Ben was suffering from a type of post-traumatic stress due to repeated abuse that he received from dealing with his narcissistic spouse. In order to cope, Ben had stopped consciously listening to what his wife said; however his subconscious continued to absorb the verbal and mental assaults. She would say to him, “You are so stupid, I can’t believe I married such as dummy,” “I’m only letting you go out for a few hours without me because you can’t be trusted,” and “You aren’t remembering that right, I have the perfect memory.”
Once he started to realize what she was actually saying about him, his anxiety and now anger intensified. The solution to his stress was to relax.
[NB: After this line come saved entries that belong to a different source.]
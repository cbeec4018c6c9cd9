use anyhow::{Context as _, Result};
use clap::Args;
use drill_ast::Context;
use drill_engine::{parse_expression, Equivalence, ParseMode};
use drill_practice::DrillConfig;

use super::{assumption_set, parse_assumption};

#[derive(Args, Debug)]
pub struct CheckArgs {
    /// Expected expression
    pub expected: String,

    /// Expression to compare against it
    pub answer: String,

    /// Symbol assumption, e.g. --assume "x=x > 0"
    #[arg(long = "assume", value_parser = parse_assumption)]
    pub assumptions: Vec<(String, String)>,
}

/// Prints `equal` or `not equal`; both exit successfully.
pub fn run(args: CheckArgs, config: &DrillConfig) -> Result<()> {
    let mut ctx = Context::new();
    let set = assumption_set(&args.assumptions, &mut ctx)?;
    let a = parse_expression(&args.expected, &set, ParseMode::Evaluated, &mut ctx)
        .with_context(|| format!("could not parse '{}'", args.expected))?;
    let b = parse_expression(&args.answer, &set, ParseMode::Evaluated, &mut ctx)
        .with_context(|| format!("could not parse '{}'", args.answer))?;
    let equal = Equivalence::new(&set, config.engine.clone()).equal(&mut ctx, a, b)?;
    println!("{}", if equal { "equal" } else { "not equal" });
    Ok(())
}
Here is what he learned.
- Take a chapter out of work. Most full-time jobs have built in benefits of at least 2 weeks per year of vacation, days off for national holidays, and PTO (paid time off) to be utilized as needed. The intensity of being married to a narcissist is similar to a having another full-time job as the narcissist tends to dump on their spouse anything they don’t want to handle. Frequently, the spouse neglects themselves for the sake of the narcissist by justifying that the reduced anger is worth the extra effort. Unfortunately, life doesn’t work this way as most spouses only wind up exhausted in the end.
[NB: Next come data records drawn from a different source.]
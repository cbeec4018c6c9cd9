use std::fs;
use std::path::PathBuf;

use anyhow::{bail, Context as _, Result};
use clap::Args;
use drill_ast::Context;
use drill_engine::{parse_expression, ParseMode};
use drill_practice::{load_problem_bank, problem_assumptions, DrillConfig, Problem};

#[derive(Args, Debug)]
pub struct ValidateArgs {
    /// JSON array of problems
    pub bank: PathBuf,
}

pub fn run(args: ValidateArgs, _config: &DrillConfig) -> Result<()> {
    let text = fs::read_to_string(&args.bank)
        .with_context(|| format!("could not read {}", args.bank.display()))?;
    let bank = load_problem_bank(&text).context("invalid problem bank")?;

    let mut broken = 0;
    for problem in &bank {
        if let Err(e) = check_problem(problem) {
            broken += 1;
            println!("problem {}: {:#}", problem.id, e);
        }
    }
    if broken > 0 {
        bail!("{} of {} problems are invalid", broken, bank.len());
    }
    println!("{} problems ok", bank.len());
    Ok(())
}

fn check_problem(problem: &Problem) -> Result<()> {
    let mut ctx = Context::new();
    let set = problem_assumptions(problem, &mut ctx)?;
    parse_expression(&problem.canonical, &set, ParseMode::Unevaluated, &mut ctx)
        .context("canonical statement")?;
    for (index, solution) in problem.solutions.iter().enumerate() {
        parse_expression(solution, &set, ParseMode::Evaluated, &mut ctx)
            .with_context(|| format!("solution {}", index + 1))?;
    }
    Ok(())
}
- Take 2 weeks off. The idea of going on a vacation without his wife was so foreign to Ben at first. He was even fearful of suggesting the idea to her because of the backlash. But by breaking down the 2 weeks into several extended weekends and using his work travel as an excuse, Ben was able to get a much needed break from his narcissistic spouse. This time away was essential for Ben to remember his own wants, desires, dreams, and perception. Narcissists have a way of convincing their spouses that their perception of reality is the only way to think, but it is often a distorted perception that needs correction, not conformity.
- Take a daily break. Even full-time jobs recommend several breaks during the day to rejuvenate, eat, and use the restroom, knowing that this actually increases productivity. But once Ben arrived at home, he was off and running with no stopping till bedtime, thanks to his wife. Keeping work in mind, Ben began to add just a few 15 minute breaks into his nighttime routine. He found several safe places in his house to “hide” (as his narcissistic wife would say) that gave him a chance to catch his breath and think about what he was doing. One of the typical abuse tactics of narcissism is to generate confusion so that the only voice others hear is the narcissist’s. This break technique was extremely beneficial for Ben.
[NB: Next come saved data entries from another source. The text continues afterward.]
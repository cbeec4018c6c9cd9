//! Anti-explosion budget for one simplification pass.
//!
//! - **`Operation`**: what is being done (expansion, exact powers, ...)
//! - **`Metric`**: what is being measured (terms, bits, nodes)
//! - **`Budget`**: limits and usage, array-indexed for O(1) charge
//!
//! ```ignore
//! let mut budget = Budget::new();
//! budget.set_limit(Operation::Expand, Metric::TermsMaterialized, 1000);
//! budget.charge(Operation::Expand, Metric::TermsMaterialized, 50)?;
//! ```

use std::fmt;

use crate::options::EngineLimits;

/// Operations that consume budget.
#[derive(Debug, Clone, Copy, PartialEq, Eq, Hash)]
#[repr(u8)]
pub enum Operation {
    /// Whole simplification pass
    Simplify = 0,
    /// Polynomial products and integer powers of sums
    Expand = 1,
    /// Exact big-number powers (`3**4000`)
    NumericPower = 2,
    /// Exact polynomial division
    PolyOps = 3,
}

impl Operation {
    pub const COUNT: usize = 4;

    #[inline]
    pub const fn index(self) -> usize {
        self as usize
    }
}

impl fmt::Display for Operation {
    fn fmt(&self, f: &mut fmt::Formatter<'_>) -> fmt::Result {
        match self {
            Self::Simplify => write!(f, "Simplify"),
            Self::Expand => write!(f, "Expand"),
            Self::NumericPower => write!(f, "NumericPower"),
            Self::PolyOps => write!(f, "PolyOps"),
        }
    }
}

/// Metrics being measured for budget tracking.
#[derive(Debug, Clone, Copy, PartialEq, Eq, Hash)]
#[repr(u8)]
pub enum Metric {
    /// Nodes created in the Context (proxy for memory)
    NodesCreated = 0,
    /// Polynomial terms produced by multiplication
    TermsMaterialized = 1,
    /// Estimated size of an exact integer result
    NumberBits = 2,
    /// Term products performed by division steps
    PolyOps = 3,
}

impl Metric {
    pub const COUNT: usize = 4;

    #[inline]
    pub const fn index(self) -> usize {
        self as usize
    }
}

impl fmt::Display for Metric {
    fn fmt(&self, f: &mut fmt::Formatter<'_>) -> fmt::Result {
        match self {
            Self::NodesCreated => write!(f, "NodesCreated"),
            Self::TermsMaterialized => write!(f, "TermsMaterialized"),
            Self::NumberBits => write!(f, "NumberBits"),
            Self::PolyOps => write!(f, "PolyOps"),
        }
    }
}

/// Error returned when a budget limit is exceeded.
#[derive(Debug, Clone, PartialEq, Eq)]
pub struct BudgetExceeded {
    /// Which operation exceeded the budget
    pub op: Operation,
    /// Which metric exceeded
    pub metric: Metric,
    /// How much was used
    pub used: u64,
    /// What the limit was
    pub limit: u64,
}

impl fmt::Display for BudgetExceeded {
    fn fmt(&self, f: &mut fmt::Formatter<'_>) -> fmt::Result {
        write!(
            f,
            "budget exceeded during {}: {} used {} (limit {})",
            self.op, self.metric, self.used, self.limit
        )
    }
}

impl std::error::Error for BudgetExceeded {}

/// Limits and usage counters per (operation, metric). A limit of 0 means
/// unlimited.
#[derive(Debug, Clone, Default)]
pub struct Budget {
    limits: [[u64; Metric::COUNT]; Operation::COUNT],
    used: [[u64; Metric::COUNT]; Operation::COUNT],
}

impl Budget {
    /// Create a new budget with no limits.
    pub fn new() -> Self {
        Self::default()
    }

    /// Budget for a single simplification pass under `limits`.
    pub fn for_pass(limits: &EngineLimits) -> Self {
        let mut b = Self::new();
        b.set_limit(
            Operation::Simplify,
            Metric::NodesCreated,
            limits.max_nodes_per_pass,
        );
        b.set_limit(
            Operation::Expand,
            Metric::TermsMaterialized,
            limits.max_expand_terms,
        );
        b.set_limit(
            Operation::NumericPower,
            Metric::NumberBits,
            limits.max_number_bits,
        );
        b.set_limit(Operation::PolyOps, Metric::PolyOps, limits.max_poly_ops);
        b
    }

    #[inline]
    pub fn set_limit(&mut self, op: Operation, metric: Metric, limit: u64) {
        self.limits[op.index()][metric.index()] = limit;
    }

    #[inline]
    pub fn limit(&self, op: Operation, metric: Metric) -> u64 {
        self.limits[op.index()][metric.index()]
    }

    #[inline]
    pub fn used(&self, op: Operation, metric: Metric) -> u64 {
        self.used[op.index()][metric.index()]
    }

    /// Charge `amount` to an (operation, metric) pair.
    #[inline]
    pub fn charge(
        &mut self,
        op: Operation,
        metric: Metric,
        amount: u64,
    ) -> Result<(), BudgetExceeded> {
        let limit = self.limits[op.index()][metric.index()];
        let used = &mut self.used[op.index()][metric.index()];

        *used = used.saturating_add(amount);

        if limit > 0 && *used > limit {
            return Err(BudgetExceeded {
                op,
                metric,
                used: *used,
                limit,
            });
        }
        Ok(())
    }

    /// Record an absolute reading (e.g. arena size) rather than a delta.
    pub fn observe(
        &mut self,
        op: Operation,
        metric: Metric,
        reading: u64,
    ) -> Result<(), BudgetExceeded> {
        let current = self.used(op, metric);
        self.charge(op, metric, reading.saturating_sub(current))
    }
}

#[cfg(test)]
mod tests {
    use super::*;

    #[test]
    fn test_charge_under_limit() {
        let mut budget = Budget::new();
        budget.set_limit(Operation::Expand, Metric::TermsMaterialized, 100);

        assert!(budget
            .charge(Operation::Expand, Metric::TermsMaterialized, 50)
            .is_ok());
        assert_eq!(
            budget.used(Operation::Expand, Metric::TermsMaterialized),
            50
        );
    }

    #[test]
    fn test_charge_exceeds_limit() {
        let mut budget = Budget::new();
        budget.set_limit(Operation::Expand, Metric::TermsMaterialized, 100);

        let err = budget
            .charge(Operation::Expand, Metric::TermsMaterialized, 150)
            .unwrap_err();
        assert_eq!(err.op, Operation::Expand);
        assert_eq!(err.metric, Metric::TermsMaterialized);
        assert_eq!(err.used, 150);
        assert_eq!(err.limit, 100);
    }

    #[test]
    fn test_unlimited_when_zero() {
        let mut budget = Budget::new();
        assert!(budget
            .charge(Operation::Expand, Metric::TermsMaterialized, 1_000_000)
            .is_ok());
    }

    #[test]
    fn test_accumulative_charge() {
        let mut budget = Budget::new();
        budget.set_limit(Operation::NumericPower, Metric::NumberBits, 100);
        for _ in 0..3 {
            budget
                .charge(Operation::NumericPower, Metric::NumberBits, 30)
                .unwrap();
        }
        assert!(budget
            .charge(Operation::NumericPower, Metric::NumberBits, 20)
            .is_err());
    }

    #[test]
    fn test_observe_tracks_absolute_readings() {
        let mut budget = Budget::new();
        budget.set_limit(Operation::Simplify, Metric::NodesCreated, 10);
        budget
            .observe(Operation::Simplify, Metric::NodesCreated, 4)
            .unwrap();
        budget
            .observe(Operation::Simplify, Metric::NodesCreated, 9)
            .unwrap();
        assert_eq!(budget.used(Operation::Simplify, Metric::NodesCreated), 9);
        assert!(budget
            .observe(Operation::Simplify, Metric::NodesCreated, 11)
            .is_err());
    }

    #[test]
    fn test_pass_budget_uses_engine_limits() {
        let limits = EngineLimits::default();
        let budget = Budget::for_pass(&limits);
        assert_eq!(
            budget.limit(Operation::Expand, Metric::TermsMaterialized),
            limits.max_expand_terms
        );
        assert_eq!(
            budget.limit(Operation::PolyOps, Metric::PolyOps),
            limits.max_poly_ops
        );
    }

    #[test]
    fn test_error_display() {
        let err = BudgetExceeded {
            op: Operation::Expand,
            metric: Metric::TermsMaterialized,
            used: 150,
            limit: 100,
        };

        let msg = format!("{}", err);
        assert!(msg.contains("Expand"));
        assert!(msg.contains("TermsMaterialized"));
        assert!(msg.contains("150"));
        assert!(msg.contains("100"));
    }
}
- Take-out friends. The last part of Ben’s transformation was to spend a couple nights out a month with friends. He began to see that even at work, there are built in days off during the week to rest. Since relaxing at home was difficult, he found solace in spending time with a few buddies who understood his predicament. This support was the final piece in restoring his physical and mental health.
Relaxation can take on many forms but when living with a narcissist, it is an essential element to survival. Without it, the stress builds up into huge piles that are difficult to remove.